---- Data listing
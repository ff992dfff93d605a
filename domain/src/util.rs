//! Shared utility functions.

/// Shorten `text` to at most `max_chars` characters for log lines,
/// marking a cut with `...`.
///
/// Counts characters, not bytes, so Tamil or Devanagari queries are never
/// split inside a code point.
pub fn preview(text: &str, max_chars: usize) -> String {
    let flat = text.split_whitespace().collect::<Vec<_>>().join(" ");
    match flat.char_indices().nth(max_chars) {
        Some((cut, _)) => format!("{}...", &flat[..cut]),
        None => flat,
    }
}
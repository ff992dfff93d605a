//! Language detection port

use async_trait::async_trait;
use demeter_domain::LanguageCode;
use thiserror::Error;

/// Raised when no confident language guess can be made
#[derive(Error, Debug, Clone, PartialEq, Eq)]
pub enum LanguageDetectionError {
    #[error("Language could not be determined: {0}")]
    Inconclusive(String),

    #[error("Detection backend failed: {0}")]
    Backend(String),
}

/// Identifies the source language of free text.
///
/// Very short or mixed-language text may give unreliable guesses.
#[async_trait]
pub trait LanguageDetector: Send + Sync {
    async fn detect(&self, text: &str) -> Result<LanguageCode, LanguageDetectionError>;
}

/// Detector that always answers with one fixed language
pub struct FixedLanguage(pub LanguageCode);

#[async_trait]
impl LanguageDetector for FixedLanguage {
    async fn detect(&self, _text: &str) -> Result<LanguageCode, LanguageDetectionError> {
        Ok(self.0.clone())
    }
}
--------
:: Task objective ::
For this exercise, work out how many lines in the material include "LanguageDetector", and give only the number.

:: Exercise result ::
2